Accepted Date: June 04, 2021


Exosomes are nanosized, organelle-like membranous vesicles secreted from various cell types, including normal cells and cancer cells. Exosomes contain abundant bioactive molecules, including nucleic acids, lipids, and proteins and dynamically participate in intercellular communications. By shuttling the functional molecules into the recipient cells, exosomes secreted by cancerous cells can alter the cellular environment to favor tumor growth and metastasis. In this review, we focus on exosomes to promote cancer progression via their various bioactive cargoes through different mechanisms/pathways. By recognizing these pathways, we can design efficient therapeutic strategies to control cancer progression.


Exosome, Cancer progression, microRNA, circRNA, lncRNA


Exosomes are membranous vesicles ranging in size from 30–100 nm in diameter. They are secreted from multiple cell types into the body fluids through exocytosis, a process commonly used for receptor discharge and intercellular communications [1]. The concept of exosomes has evolved since its inception. A more generalized term is extracellular vesicles (EVs), which are classified into exosomes and microvesicles (MVs) [2]. They are both double-layer phospholipid membranous vesicles, but differ in their size (exosomes: 30–100 nm in diameter; MVs: 100–1000 nm in diameter) and origin of cellular compartment [2]. The two types of vesicles have shared biological functions. We follow the term of exosome in this review. Exosomes contain abundant bioactive molecules, including nucleic acids, lipids, and proteins [3]. By shuttling the functional molecules into the recipient cells, exosomes dynamically participate in intercellular communications and are involved in both physiological and pathological processes in the body [4,5]. For example, exosomes secreted by healthy cells can transport homeostatic molecules such as tumor-suppressing proteins, transcriptional regulators, and various necessary genetic information. Exosomes released from immune effector cells are capable of inducing effective immune response to inhibit cancer growth [6,7]. On the other hand, cancer cell-derived exosomes can circulate within the body fluid and execute their biological functions through interorgan communication. Through this “long-distance” control mechanism, cancer cellderived exosomes can prepare sentinel lymph nodes for cancer metastasis [8]. Exosomes released from cancer cells can trigger remote organ-specific pro-metastatic reaction to facilitate cancer metastasis through premetastatic niche formation at targeted organs [9].

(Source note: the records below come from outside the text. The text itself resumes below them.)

//! Per-axis argument lists.
//!
//! Coordinates and bin indices can be handed to a histogram as a scalar (for a
//! 1-D histogram), an array, a slice, a `Vec`, or a tuple. [`AxisArgs`] exposes
//! all of them as a slice without allocating; the histogram then checks the
//! length against its number of axes.

/// One value per axis.
pub trait AxisArgs<T> {
    /// Call `f` with the values as a slice.
    fn with_slice<R>(&self, f: impl FnOnce(&[T]) -> R) -> R;
}

macro_rules! impl_scalar_args {
    ($($t:ty),*) => {
        $(
            impl AxisArgs<$t> for $t {
                #[inline]
                fn with_slice<R>(&self, f: impl FnOnce(&[$t]) -> R) -> R {
                    f(std::slice::from_ref(self))
                }
            }
        )*
    };
}

impl_scalar_args!(f64, usize);

impl<T, const N: usize> AxisArgs<T> for [T; N] {
    #[inline]
    fn with_slice<R>(&self, f: impl FnOnce(&[T]) -> R) -> R {
        f(self)
    }
}

impl<T, const N: usize> AxisArgs<T> for &[T; N] {
    #[inline]
    fn with_slice<R>(&self, f: impl FnOnce(&[T]) -> R) -> R {
        f(*self)
    }
}

impl<T> AxisArgs<T> for &[T] {
    #[inline]
    fn with_slice<R>(&self, f: impl FnOnce(&[T]) -> R) -> R {
        f(self)
    }
}

impl<T> AxisArgs<T> for Vec<T> {
    #[inline]
    fn with_slice<R>(&self, f: impl FnOnce(&[T]) -> R) -> R {
        f(self)
    }
}

impl<T> AxisArgs<T> for &Vec<T> {
    #[inline]
    fn with_slice<R>(&self, f: impl FnOnce(&[T]) -> R) -> R {
        f(self)
    }
}

macro_rules! impl_tuple_args {
    ($($idx:tt : $t:ident),+) => {
        impl<T: Copy> AxisArgs<T> for ($($t,)+) {
            #[inline]
            fn with_slice<R>(&self, f: impl FnOnce(&[T]) -> R) -> R {
                f(&[$(self.$idx),+])
            }
        }
    };
}

impl_tuple_args!(0: T);
impl_tuple_args!(0: T, 1: T);
impl_tuple_args!(0: T, 1: T, 2: T);
impl_tuple_args!(0: T, 1: T, 2: T, 3: T);
impl_tuple_args!(0: T, 1: T, 2: T, 3: T, 4: T);
impl_tuple_args!(0: T, 1: T, 2: T, 3: T, 4: T, 5: T);

#[cfg(test)]
mod tests {
    use super::*;

    fn collect<T: Copy, A: AxisArgs<T>>(args: A) -> Vec<T> {
        args.with_slice(|s| s.to_vec())
    }

    #[test]
    fn all_forms_expose_the_same_values() {
        let v = vec![1.5, 2.5];
        assert_eq!(collect([1.5, 2.5]), v);
        assert_eq!(collect(&[1.5, 2.5]), v);
        assert_eq!(collect(v.as_slice()), v);
        assert_eq!(collect(&v), v);
        assert_eq!(collect(v.clone()), v);
        assert_eq!(collect((1.5, 2.5)), v);
        assert_eq!(collect(0.5), vec![0.5]);
        assert_eq!(collect(3usize), vec![3]);
        assert_eq!(collect((1usize, 2, 3, 4, 5, 6)), vec![1, 2, 3, 4, 5, 6]);
    }
}
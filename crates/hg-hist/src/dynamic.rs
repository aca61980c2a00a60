//! Bin content chosen at runtime.
//!
//! [`Histogram<B>`] fixes its bin type at compile time. Configuration files and
//! other host-facing entry points name the bin type as a string instead;
//! [`BinType`] is that name and [`AnyHistogram`] the histogram built from it.

use std::fmt;
use std::str::FromStr;

use hg_core::{Error, Materialize, McBin, Result, StatBin, WeightBin};
use serde::{Deserialize, Serialize};

use crate::axis::Axis;
use crate::histogram::Histogram;

/// Bin-content types selectable at runtime.
#[derive(Debug, Clone, Copy, PartialEq, Eq, Hash, Default, Serialize, Deserialize)]
#[serde(rename_all = "lowercase")]
pub enum BinType {
    /// `f64` counter / sum of weights.
    #[default]
    #[serde(alias = "float", alias = "f64")]
    Double,
    /// `u64` counter.
    #[serde(alias = "u64")]
    Int,
    /// [`WeightBin`]: sum of weights and of squared weights.
    #[serde(alias = "ww2")]
    Weight,
    /// [`McBin`]: [`WeightBin`] plus the raw entry count.
    Mc,
    /// [`StatBin`]: running mean and variance of the filled values.
    Stat,
    /// `Vec<f64>`: every filled value.
    List,
}

impl BinType {
    /// All bin types, in declaration order.
    pub const ALL: [BinType; 6] = [
        BinType::Double,
        BinType::Int,
        BinType::Weight,
        BinType::Mc,
        BinType::Stat,
        BinType::List,
    ];

    /// Canonical name, as accepted by [`FromStr`].
    pub fn name(self) -> &'static str {
        match self {
            BinType::Double => "double",
            BinType::Int => "int",
            BinType::Weight => "weight",
            BinType::Mc => "mc",
            BinType::Stat => "stat",
            BinType::List => "list",
        }
    }
}

impl fmt::Display for BinType {
    fn fmt(&self, f: &mut fmt::Formatter<'_>) -> fmt::Result {
        f.write_str(self.name())
    }
}

impl FromStr for BinType {
    type Err = Error;

    fn from_str(s: &str) -> Result<Self> {
        match s.trim().to_ascii_lowercase().as_str() {
            "double" | "float" | "f64" => Ok(BinType::Double),
            "int" | "u64" => Ok(BinType::Int),
            "weight" | "ww2" => Ok(BinType::Weight),
            "mc" => Ok(BinType::Mc),
            "stat" => Ok(BinType::Stat),
            "list" => Ok(BinType::List),
            other => Err(Error::IncompatibleBinType(format!("unknown bin type '{other}'"))),
        }
    }
}

/// Histogram whose bin type is a [`BinType`] value.
#[derive(Debug, Clone, PartialEq)]
pub enum AnyHistogram {
    /// `f64` bins.
    Double(Histogram<f64>),
    /// `u64` bins.
    Int(Histogram<u64>),
    /// [`WeightBin`] bins.
    Weight(Histogram<WeightBin>),
    /// [`McBin`] bins.
    Mc(Histogram<McBin>),
    /// [`StatBin`] bins.
    Stat(Histogram<StatBin>),
    /// `Vec<f64>` bins.
    List(Histogram<Vec<f64>>),
}

macro_rules! dispatch {
    ($value:expr, $h:ident => $body:expr) => {
        match $value {
            AnyHistogram::Double($h) => $body,
            AnyHistogram::Int($h) => $body,
            AnyHistogram::Weight($h) => $body,
            AnyHistogram::Mc($h) => $body,
            AnyHistogram::Stat($h) => $body,
            AnyHistogram::List($h) => $body,
        }
    };
}

fn count_weight(value: f64) -> Result<u64> {
    if value >= 0.0 && value.fract() == 0.0 && value <= u64::MAX as f64 {
        Ok(value as u64)
    } else {
        Err(Error::IncompatibleBinType(format!(
            "int bins take non-negative integral weights, got {value}"
        )))
    }
}

/// Counts from real-valued bins, rounded to the nearest integer; negative
/// values and NaN become 0.
fn rounded_counts<B>(h: &Histogram<B>) -> Histogram<u64>
where
    B: Materialize<Value = f64>,
{
    h.map_bins(|bin| bin.materialize().round() as u64)
}

fn incompatible(from: BinType, to: BinType) -> Error {
    Error::IncompatibleBinType(format!("cannot convert {from} bins to {to} bins"))
}

impl AnyHistogram {
    /// Empty histogram with the given axes and bin type.
    pub fn new(axes: impl Into<Vec<Axis>>, bin_type: BinType) -> Result<Self> {
        let axes = axes.into();
        Ok(match bin_type {
            BinType::Double => AnyHistogram::Double(Histogram::new(axes)?),
            BinType::Int => AnyHistogram::Int(Histogram::new(axes)?),
            BinType::Weight => AnyHistogram::Weight(Histogram::new(axes)?),
            BinType::Mc => AnyHistogram::Mc(Histogram::new(axes)?),
            BinType::Stat => AnyHistogram::Stat(Histogram::new(axes)?),
            BinType::List => AnyHistogram::List(Histogram::new(axes)?),
        })
    }

    /// Bin type of this histogram.
    pub fn bin_type(&self) -> BinType {
        match self {
            AnyHistogram::Double(_) => BinType::Double,
            AnyHistogram::Int(_) => BinType::Int,
            AnyHistogram::Weight(_) => BinType::Weight,
            AnyHistogram::Mc(_) => BinType::Mc,
            AnyHistogram::Stat(_) => BinType::Stat,
            AnyHistogram::List(_) => BinType::List,
        }
    }

    /// Axes in declaration order.
    pub fn axes(&self) -> &[Axis] {
        dispatch!(self, h => h.axes())
    }

    /// Number of axes.
    pub fn naxes(&self) -> usize {
        dispatch!(self, h => h.naxes())
    }

    /// Total number of bins, pseudo-bins included.
    pub fn size(&self) -> usize {
        dispatch!(self, h => h.size())
    }

    /// Flat index of the bin containing `coords`.
    pub fn find_bin_index(&self, coords: &[f64]) -> Result<usize> {
        dispatch!(self, h => h.find_bin_index(coords))
    }

    /// Count one occurrence at `coords`.
    ///
    /// `Stat` and `List` bins need a value and reject a bare count.
    pub fn fill(&mut self, coords: &[f64]) -> Result<()> {
        let bin_type = self.bin_type();
        match self {
            AnyHistogram::Double(h) => h.fill(coords).map(drop),
            AnyHistogram::Int(h) => h.fill(coords).map(drop),
            AnyHistogram::Weight(h) => h.fill(coords).map(drop),
            AnyHistogram::Mc(h) => h.fill(coords).map(drop),
            AnyHistogram::Stat(_) | AnyHistogram::List(_) => Err(Error::IncompatibleBinType(
                format!("{bin_type} bins cannot be filled without a value"),
            )),
        }
    }

    /// Fill `value` at `coords`: a weight for counters, the sample for
    /// `Stat` and `List` bins.
    ///
    /// `Int` bins only take non-negative integral weights.
    pub fn fill_with(&mut self, coords: &[f64], value: f64) -> Result<()> {
        match self {
            AnyHistogram::Double(h) => h.fill_with(coords, value).map(drop),
            AnyHistogram::Int(h) => h.fill_with(coords, count_weight(value)?).map(drop),
            AnyHistogram::Weight(h) => h.fill_with(coords, value).map(drop),
            AnyHistogram::Mc(h) => h.fill_with(coords, value).map(drop),
            AnyHistogram::Stat(h) => h.fill_with(coords, value).map(drop),
            AnyHistogram::List(h) => h.fill_with(coords, value).map(drop),
        }
    }

    /// Copy with every bin converted to `target`.
    ///
    /// Fails with [`Error::IncompatibleBinType`] when the target bin cannot
    /// absorb the source's materialized value (`int → list`, and `list` into
    /// anything but a counter). Real values converted to `int` are rounded.
    pub fn convert(&self, target: BinType) -> Result<AnyHistogram> {
        use AnyHistogram as H;

        let source = self.bin_type();
        if source == target {
            return Ok(self.clone());
        }
        Ok(match (self, target) {
            (H::Double(h), BinType::Int) => H::Int(rounded_counts(h)),
            (H::Double(h), BinType::Weight) => H::Weight(h.convert()),
            (H::Double(h), BinType::Mc) => H::Mc(h.convert()),
            (H::Double(h), BinType::Stat) => H::Stat(h.convert()),
            (H::Double(h), BinType::List) => H::List(h.convert()),

            (H::Int(h), BinType::Double) => H::Double(h.convert()),
            (H::Int(h), BinType::Weight) => H::Weight(h.convert()),
            (H::Int(h), BinType::Mc) => H::Mc(h.convert()),
            (H::Int(h), BinType::Stat) => H::Stat(h.convert()),

            (H::Weight(h), BinType::Double) => H::Double(h.convert()),
            (H::Weight(h), BinType::Int) => H::Int(rounded_counts(h)),
            (H::Weight(h), BinType::Mc) => H::Mc(h.convert()),
            (H::Weight(h), BinType::Stat) => H::Stat(h.convert()),
            (H::Weight(h), BinType::List) => H::List(h.convert()),

            (H::Mc(h), BinType::Double) => H::Double(h.convert()),
            (H::Mc(h), BinType::Int) => H::Int(rounded_counts(h)),
            (H::Mc(h), BinType::Weight) => H::Weight(h.convert()),
            (H::Mc(h), BinType::Stat) => H::Stat(h.convert()),
            (H::Mc(h), BinType::List) => H::List(h.convert()),

            (H::Stat(h), BinType::Double) => H::Double(h.convert()),
            (H::Stat(h), BinType::Int) => H::Int(rounded_counts(h)),
            (H::Stat(h), BinType::Weight) => H::Weight(h.convert()),
            (H::Stat(h), BinType::Mc) => H::Mc(h.convert()),
            (H::Stat(h), BinType::List) => H::List(h.convert()),

            (H::List(h), BinType::Double) => H::Double(h.convert()),
            (H::List(h), BinType::Int) => H::Int(h.convert()),

            _ => return Err(incompatible(source, target)),
        })
    }

    /// One number per bin in flat order: the value a `Double` histogram would
    /// hold after conversion (`w` for weighted bins, the total for `Stat`,
    /// the entry count for `List`).
    pub fn scalar_values(&self) -> Vec<f64> {
        match self {
            AnyHistogram::Double(h) => h.bins().to_vec(),
            AnyHistogram::Int(h) => h.iter().map(|&n| n as f64).collect(),
            AnyHistogram::Weight(h) => h.iter().map(|b| b.w).collect(),
            AnyHistogram::Mc(h) => h.iter().map(|b| b.w).collect(),
            AnyHistogram::Stat(h) => h.iter().map(StatBin::total).collect(),
            AnyHistogram::List(h) => h.iter().map(|v| v.len() as f64).collect(),
        }
    }
}

macro_rules! impl_from_histogram {
    ($($variant:ident => $b:ty),* $(,)?) => {
        $(
            impl From<Histogram<$b>> for AnyHistogram {
                fn from(h: Histogram<$b>) -> Self {
                    AnyHistogram::$variant(h)
                }
            }
        )*
    };
}

impl_from_histogram!(
    Double => f64,
    Int => u64,
    Weight => WeightBin,
    Mc => McBin,
    Stat => StatBin,
    List => Vec<f64>,
);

Exosomes are observed at much higher levels in body fluids in pre-cancerous and cancer conditions than those in normal physiological conditions. Besides the change in quantity of the exosomes, the exosome components can also be altered in different biological conditions. One of the interesting finding is that diet can change exosome structure. High-fat diets can alter the lipid composition of exosomes from primarily phosphatidylethanolamine (PE) in exosomes from lean mice to phosphatidylcholine (PC) in exosomes from obese mice. After the intestinal exosomes from obese mice are taken up by macrophages and hepatocytes, they lead to the inhibition of the insulin signaling pathway and decreased insulin sensitivity [10]. However, whether or not diet can affect the cancer-cell derived exosome structure or secretion is not known yet.

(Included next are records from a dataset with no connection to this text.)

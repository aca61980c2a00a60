//! Error types for the histograms workspace

use thiserror::Error;

/// Histogram engine error type
#[derive(Error, Debug)]
pub enum Error {
    /// Malformed axis specification (edges not strictly increasing, empty segments, ...)
    #[error("Invalid axis spec: {0}")]
    InvalidSpec(String),

    /// Number of coordinates or indices does not match the number of axes
    #[error("Dimension mismatch: expected {expected} values, got {got}")]
    DimensionMismatch {
        /// Number of axes of the histogram.
        expected: usize,
        /// Number of values supplied by the caller.
        got: usize,
    },

    /// Axis selector or bin index outside of its valid range
    #[error("Index out of range: {what} index {index} not in [0, {len})")]
    IndexOutOfRange {
        /// What was being indexed (`"axis"`, `"bin"`, ...).
        what: &'static str,
        /// The offending index as supplied.
        index: i64,
        /// Number of valid positions.
        len: usize,
    },

    /// Requested bin-content type cannot be built from the available values
    #[error("Incompatible bin type: {0}")]
    IncompatibleBinType(String),

    /// Two histograms with different axes were combined
    #[error("Axis mismatch: {0}")]
    AxisMismatch(String),

    /// JSON parsing error
    #[error("JSON error: {0}")]
    Json(#[from] serde_json::Error),
}

impl Error {
    /// Shorthand for an [`Error::IndexOutOfRange`] on an unsigned index.
    pub fn out_of_range(what: &'static str, index: usize, len: usize) -> Self {
        Error::IndexOutOfRange { what, index: i64::try_from(index).unwrap_or(i64::MAX), len }
    }
}

/// Result type alias
pub type Result<T> = std::result::Result<T, Error>;
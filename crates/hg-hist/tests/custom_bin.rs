//! User-defined bin content plugs in through the accumulation traits.

use hg_hist::{Accumulate, Axis, Histogram, Materialize, Merge};

/// Smallest and largest value seen.
#[derive(Debug, Clone, Copy, PartialEq)]
struct Extremes {
    lo: f64,
    hi: f64,
}

impl Default for Extremes {
    fn default() -> Self {
        Self { lo: f64::INFINITY, hi: f64::NEG_INFINITY }
    }
}

impl Accumulate<f64> for Extremes {
    fn accumulate(&mut self, x: f64) {
        self.lo = self.lo.min(x);
        self.hi = self.hi.max(x);
    }
}

impl Materialize for Extremes {
    type Value = f64;

    fn materialize(&self) -> f64 {
        if self.hi >= self.lo { self.hi - self.lo } else { 0.0 }
    }
}

impl Merge for Extremes {
    fn merge(&mut self, other: &Self) {
        self.lo = self.lo.min(other.lo);
        self.hi = self.hi.max(other.hi);
    }
}

#[test]
fn custom_bin_fill_and_read() {
    let mut h: Histogram<Extremes> = Histogram::new(vec![Axis::uniform(2, 0.0, 2.0).unwrap()]).unwrap();
    for (x, v) in [(0.5, 3.0), (0.2, -1.0), (1.5, 7.0)] {
        h.fill_with(x, v).unwrap();
    }
    let updated = *h.fill_with(0.9, 10.0).unwrap();
    assert_eq!(updated, Extremes { lo: -1.0, hi: 10.0 });
    assert_eq!(*h.find_bin(1.5).unwrap(), Extremes { lo: 7.0, hi: 7.0 });
    assert_eq!(*h.at(0).unwrap(), Extremes::default());

    let spans: Histogram<f64> = h.convert();
    assert_eq!(spans.bins(), &[0.0, 11.0, 0.0, 0.0]);
}

#[test]
fn custom_bin_merge() {
    let axes = vec![Axis::uniform(2, 0.0, 2.0).unwrap()];
    let mut a: Histogram<Extremes> = Histogram::new(axes.clone()).unwrap();
    let mut b: Histogram<Extremes> = Histogram::new(axes).unwrap();
    a.fill_with(0.5, 1.0).unwrap();
    b.fill_with(0.5, 4.0).unwrap();
    a.merge(&b).unwrap();
    assert_eq!(*a.find_bin(0.5).unwrap(), Extremes { lo: 1.0, hi: 4.0 });
}

#[test]
fn tuple_values_in_collections() {
    let mut h: Histogram<Vec<(f64, u32)>> = Histogram::new(vec![
        Axis::uniform(2, 0.0, 1.0).unwrap(),
        Axis::uniform(2, 0.0, 1.0).unwrap(),
    ])
    .unwrap();
    h.fill_with([0.1, 0.9], (2.5, 7)).unwrap();
    h.fill_with([0.1, 0.9], (0.5, 1)).unwrap();
    assert_eq!(h.find_bin([0.1, 0.9]).unwrap(), &vec![(2.5, 7), (0.5, 1)]);

    let counts: Histogram<usize> = h.convert();
    assert_eq!(*counts.find_bin([0.1, 0.9]).unwrap(), 2);
}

In this review, we mainly focus on exosomes altering the cellular environment to favor cancer growth and metastasis through their active cargoes [3-5,11].

RNA Cargoes in Exosomes

MicroRNAs (miRNAs)

miRNAs are the most researched functional cargoes in exosomes. miRNAs are short RNAs (21-23 nucleotides) that bind to the 3’ untranslated regions of target genes, causing translational repression and rapid degradation of the target transcript [11,12]. Different miRNAs are involved in cancer progression through numerous pathways/ mechanisms. Jiang et al. reported that, in breast cancer, the two miRNAs (miR-9 and miR-181a) derived from tumor exosomes can activate the JAK/STAT signaling pathway and promote the expansion of early-stage myeloid-derived suppressor cells (eMDSCs), thus cause immune escape and tumor growth [13]. Merkel cell carcinoma (MCC)- derived exosomes have a high level of miR-375 expression. The cancer cell-derived miR-375 acts as shuttle miRNA and is transferred into the fibroblasts. The fibroblasts go into polarization and change to the phenotype of cancerassociated fibroblasts (CAFs) through p53 pathway. This creates a pro-tumorigenic microenvironment favorable for cancer growth [14]. Exosome miRNAs also act as mediators between primary tumor cells and the distant organs. This communication is crucial for forming the pre-metastatic niche to promote tumor metastasis [15]. A review by Wortzel et al. discusses in detail of the roles of exosome miRNA and other exosome cargoes in the development of pre-metastatic niche and in organotropic metastasis [15].

With the recent progress of immunotherapy, a substantial amount of research has been focused on the role of tumor-derived exosomes in immune modulation to promote cancer progression [16]. Melanoma cell-derived exosomes contain miR-3187-3p, miR-498, and miR-149. Those miRNAs from exosomes can suppress CD8 T-cell cytotoxicity by regulating T cell receptor (TCR) signaling to promote cancer immune evasion [17]. miR-222–3p secreted from ovarian cancer exosomes can induce macrophage polarization from a tumor-suppressing M1 phenotype to a tumor-promoting M2 phenotype, therefore to facilitate disease progression [18].

Another emerging field is exosome miRNA-mediated metabolic reprograming to promote cancer progression [19]. Tumors are usually in hypoxia status due to their rapid oxygen consumption. Studies have shown that exosomes produced by hypoxic cancer cells are highly enriched in immunomodulatory proteins and chemokines including CSF-1, CCL2, and TGFβ [20]. Through transferring of let- 7a miRNA, hypoxic cancer exosomes suppress the insulin- Akt-mTOR signaling pathway and evade host immunity to enhance cancer progression [20]. Another study shows that miR-155 and miR-210 secreted from human melanoma cells can remodel stromal cell metabolism and induce the formation of pre-metastatic niche to promote tumor metastasis [21].

Long non-coding RNAs (LncRNAs)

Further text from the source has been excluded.